A Māori business with Māori values

Awhina believes her tukutuku boxes are not just an art tool – they are also aimed at wellbeing, storytelling and a connection to the environment and people.

‘People have been doing this for years,’ she says, ‘but I’m the first to modernise it and make it en masse. I’ve honed this one particular skill and I do it well.

‘There actually aren’t many Māori-owned product businesses. I also try to create best practice in driving Māori values. Many people use Māori names in business, but they don’t really practise it.

‘I look at my own business and ask, how can we lead the way? In the future, we probably will be a leading business and a leading voice, especially when it comes to matters around Māori arts and IP and misappropriation – all of those things. And having grown up on the marae, I want to be a good voice for the wider collective of Māori arts practitioners.’

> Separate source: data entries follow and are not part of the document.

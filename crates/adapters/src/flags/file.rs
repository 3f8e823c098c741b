// SPDX-License-Identifier: BUSL-1.1
// Copyright (c) 2026 Alfred Jean LLC

//! JSON file flag store.
//!
//! The file holds one JSON object of `key: bool` pairs. Writes go to a
//! `.tmp` sibling first and are renamed into place, so a reader never sees a
//! half-written file.

use super::{FlagError, SessionFlagStore};
use parking_lot::Mutex;
use serde_json::{Map, Value};
use std::fs::{self, File};
use std::io::{BufReader, BufWriter};
use std::path::{Path, PathBuf};
use std::sync::Arc;

/// Flag store persisted as a JSON object on disk
#[derive(Clone, Debug)]
pub struct FileFlagStore {
    path: PathBuf,
    write_lock: Arc<Mutex<()>>,
}

impl FileFlagStore {
    pub fn new(path: impl Into<PathBuf>) -> Self {
        Self {
            path: path.into(),
            write_lock: Arc::new(Mutex::new(())),
        }
    }

    pub fn path(&self) -> &Path {
        &self.path
    }

    fn load(&self) -> Result<Map<String, Value>, FlagError> {
        if !self.path.exists() {
            return Ok(Map::new());
        }
        let reader = BufReader::new(File::open(&self.path)?);
        Ok(serde_json::from_reader(reader)?)
    }

    fn save(&self, flags: &Map<String, Value>) -> Result<(), FlagError> {
        if let Some(parent) = self.path.parent() {
            fs::create_dir_all(parent)?;
        }

        let tmp_path = self.path.with_extension("tmp");
        {
            let file = File::create(&tmp_path)?;
            let mut writer = BufWriter::new(file);
            serde_json::to_writer_pretty(&mut writer, flags)?;
            let file = writer.into_inner().map_err(|e| e.into_error())?;
            file.sync_all()?;
        }
        fs::rename(&tmp_path, &self.path)?;
        Ok(())
    }
}

impl SessionFlagStore for FileFlagStore {
    fn is_set(&self, key: &str) -> Result<bool, FlagError> {
        Ok(self
            .load()?
            .get(key)
            .and_then(Value::as_bool)
            .unwrap_or(false))
    }

    fn set(&self, key: &str, value: bool) -> Result<(), FlagError> {
        let _guard = self.write_lock.lock();
        let mut flags = match self.load() {
            Ok(flags) => flags,
            Err(FlagError::Corrupt(e)) => {
                tracing::warn!(
                    error = %e,
                    path = %self.path.display(),
                    "corrupt flag file, starting fresh",
                );
                Map::new()
            }
            Err(e) => return Err(e),
        };
        flags.insert(key.to_string(), Value::Bool(value));
        self.save(&flags)
    }
}

#[cfg(test)]
#[path = "file_tests.rs"]
mod tests;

Inspired by Electrify Aotearoa

Awhina attended the Electrify Aotearoa – Women Founders Conference in 2023 and came away fired up. She says she got to hear different voices and listen to amazing entrepreneurs doing fascinating work.

A key takeaway for her was learning about capital raising: ‘I’ve started to think about investment, but have been kind of put off after hearing negative stories from some women founders.

‘My wairua, my spirituality, is really important to me and I don’t want to put myself in a difficult position or compromise. So going to Electrify and hearing that the biggest ever investment capital raised was by a woman was incredible. Then meeting other women and hearing their capital raising experiences made it feel not like the end of the world.’

The scope of Awhina’s business is increasing every day as she connects with Indigenous artists around the globe. She’s now planning to support artists in other countries to represent their cultures via a similar model to Whatu Creative.

She concludes: ‘For me, I’ve done really well, but for artists it’s really hard to make a living wage, a regular wage. So creating products and services based on our knowledge and skills is actually a really good way to make art and also a living.’